Hello, Halide!
================================================================

Halide employs a static metaprogramming model similar to Tensorflow or `Terra
<http://terralang.org/>`_. We write C++ or Python programs that construct
Halide *functions* that describe the algorithm. Halide then transforms these
functions into lower-level code based on the schedules. This has two benefits.
First, it allows the compiler frontend to be embedded in a popular language.
This makes interaction of Halide with these languages easier, and allows
metaprogramming Halide functions using the host language. Second, in contrast
to *interpreting* a dynamic computation graph, the static model enables Halide
to generate more efficient code by employing compiler optimizations ahead of
the time. This is important for the scheduling part of Halide to have effect.

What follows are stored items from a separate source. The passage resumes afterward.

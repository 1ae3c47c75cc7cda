use std::path::PathBuf;
use std::time::Duration;

use serde::{Deserialize, Serialize};

use crate::errors::CoreError;

/// Engine configuration.
///
/// Every field has a default, so a partial JSON object (or `{}`) is a valid
/// configuration.
/// - `fast_tick_ms`/`slow_tick_ms`: sampling cadences; the slow tick must be
///   a whole multiple of the fast tick.
/// - `series_cap`: ring-buffer capacity per graphed metric.
/// - `stress_cmd`: argv of the stress workload (program first).
#[derive(Debug, Clone, Serialize, Deserialize)]
pub struct EngineConfig {
    #[serde(default = "default_fast_tick_ms")]
    pub fast_tick_ms: u64,
    #[serde(default = "default_slow_tick_ms")]
    pub slow_tick_ms: u64,
    #[serde(default = "default_series_cap")]
    pub series_cap: usize,
    #[serde(default = "default_benchmark_duration_s")]
    pub benchmark_duration_s: u64,
    #[serde(default = "default_thermal_cutoff_c")]
    pub thermal_cutoff_c: f64,
    #[serde(default = "default_stress_cmd")]
    pub stress_cmd: Vec<String>,
    #[serde(default = "default_fetch_budget_ms")]
    pub fetch_budget_ms: u64,
    #[serde(default = "default_stop_grace_ms")]
    pub stop_grace_ms: u64,
    #[serde(default = "default_top_process_count")]
    pub top_process_count: usize,
    #[serde(default = "default_firmware_cmd")]
    pub firmware_cmd: String,
    #[serde(default = "default_cooling_device_path")]
    pub cooling_device_path: PathBuf,
    #[serde(default = "default_command_timeout_ms")]
    pub command_timeout_ms: u64,
}

impl Default for EngineConfig {
    fn default() -> Self {
        Self {
            fast_tick_ms: default_fast_tick_ms(),
            slow_tick_ms: default_slow_tick_ms(),
            series_cap: default_series_cap(),
            benchmark_duration_s: default_benchmark_duration_s(),
            thermal_cutoff_c: default_thermal_cutoff_c(),
            stress_cmd: default_stress_cmd(),
            fetch_budget_ms: default_fetch_budget_ms(),
            stop_grace_ms: default_stop_grace_ms(),
            top_process_count: default_top_process_count(),
            firmware_cmd: default_firmware_cmd(),
            cooling_device_path: default_cooling_device_path(),
            command_timeout_ms: default_command_timeout_ms(),
        }
    }
}

impl EngineConfig {
    /// Check that the values are usable together.
    pub fn validate(&self) -> Result<(), CoreError> {
        if self.fast_tick_ms == 0 || self.slow_tick_ms == 0 {
            return Err(CoreError::Config("tick periods must be non-zero".into()));
        }
        if self.slow_tick_ms % self.fast_tick_ms != 0 {
            return Err(CoreError::Config(format!(
                "slow_tick_ms ({}) must be a multiple of fast_tick_ms ({})",
                self.slow_tick_ms, self.fast_tick_ms
            )));
        }
        if self.series_cap == 0 {
            return Err(CoreError::Config("series_cap must be non-zero".into()));
        }
        if self.benchmark_duration_s == 0 {
            return Err(CoreError::Config(
                "benchmark_duration_s must be non-zero".into(),
            ));
        }
        if !self.thermal_cutoff_c.is_finite() {
            return Err(CoreError::Config("thermal_cutoff_c must be finite".into()));
        }
        if self.stress_cmd.first().map_or(true, |p| p.trim().is_empty()) {
            return Err(CoreError::Config("stress_cmd must name a program".into()));
        }
        if self.fetch_budget_ms == 0 {
            return Err(CoreError::Config("fetch_budget_ms must be non-zero".into()));
        }
        if self.command_timeout_ms == 0 {
            return Err(CoreError::Config(
                "command_timeout_ms must be non-zero".into(),
            ));
        }
        Ok(())
    }

    pub fn fast_tick(&self) -> Duration {
        Duration::from_millis(self.fast_tick_ms)
    }

    pub fn fetch_budget(&self) -> Duration {
        Duration::from_millis(self.fetch_budget_ms)
    }

    /// Upper bound for one external probe command.
    pub fn command_timeout(&self) -> Duration {
        Duration::from_millis(self.command_timeout_ms)
    }

    pub fn stop_grace(&self) -> Duration {
        Duration::from_millis(self.stop_grace_ms)
    }

    pub fn benchmark_duration(&self) -> Duration {
        Duration::from_secs(self.benchmark_duration_s)
    }

    /// Number of fast ticks per slow tick.
    pub fn slow_every(&self) -> u64 {
        (self.slow_tick_ms / self.fast_tick_ms.max(1)).max(1)
    }

    /// Series X-axis step in seconds.
    pub fn time_step_s(&self) -> f64 {
        self.fast_tick_ms as f64 / 1000.0
    }
}

fn default_fast_tick_ms() -> u64 {
    100
}

fn default_slow_tick_ms() -> u64 {
    1000
}

fn default_series_cap() -> usize {
    150
}

fn default_benchmark_duration_s() -> u64 {
    300
}

fn default_thermal_cutoff_c() -> f64 {
    85.0
}

fn default_stress_cmd() -> Vec<String> {
    ["stress-ng", "--cpu", "0", "--matrix-size", "128"]
        .iter()
        .map(|s| s.to_string())
        .collect()
}

fn default_fetch_budget_ms() -> u64 {
    500
}

fn default_stop_grace_ms() -> u64 {
    2000
}

fn default_top_process_count() -> usize {
    5
}

fn default_firmware_cmd() -> String {
    "vcgencmd".to_string()
}

fn default_cooling_device_path() -> PathBuf {
    PathBuf::from("/sys/class/thermal/cooling_device0/cur_state")
}

fn default_command_timeout_ms() -> u64 {
    200
}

Following is a Halide program that loads an image, makes it two times brighter,
and save to an image file.

.. tabs::

   .. tab:: Halide (C++ frontend)

        .. code-block:: c++

            // To compile & run on Linux
            // g++ hello_halide.cpp -g -I /path/to/halide/distrib/include -I /path/to/halide/distrib/tools -L /path/to/halide/distrib/bin -lHalide `libpng-config --cflags --ldflags` -ljpeg -lpthread -ldl -o hello_halide -std=c++11
            // LD_LIBRARY_PATH=/path/to/halide/distrib/bin ./hello_halide
            // MacOS
            // g++ hello_halide.cpp -g -I /path/to/halide/distrib/include -I /path/to/halide/distrib/tools -L /path/to/halide/distrib/bin -lHalide `libpng-config --cflags --ldflags` -ljpeg -o hello_halide -std=c++11
            // DYLD_LIBRARY_PATH=/path/to/halide/distrib/bin ./hello_halide

            #include <Halide.h>
            #include <halide_image_io.h>

            using namespace Halide;
            using namespace Halide::Tools;

            int main() {
                // Constructing Halide functions statically.
                //
                ImageParam input(Float(32), 3);
                Func f("f");
                Var x("x"), y("y"), c("c");
                // Double the values and clamp them by 1.
                f(x, y, c) = min(2 * input(x, y, c), 1.f);
                
                // Actually compiling/executing the Halide functions.
                //
                // Setup the input by loading an image.
                Buffer<float> input_buffer = load_and_convert_image("images/rgb.png");
                input.set(input_buffer);
                // Process the input by calling f.realize
                Buffer<float> output_buffer = f.realize(
                    input_buffer.width(), input_buffer.height(), input_buffer.channels());
                // Save the image to a file.
                convert_and_save_image(output_buffer, "output.png");
            }


   .. tab:: Halide (Python frontend)

        .. code-block:: py
        
            import halide as hl
            import imageio
            import numpy as np

            # Constructing Halide functions statically.
            input = hl.ImageParam(hl.Float(32), 3)
            f = hl.Func('f')
            x, y, c = hl.Var('x'), hl.Var('y'), hl.Var('c')
            # Double the values and clamp them by 1.
            f[x, y, c] = hl.min(2 * input[x, y, c], 1.0)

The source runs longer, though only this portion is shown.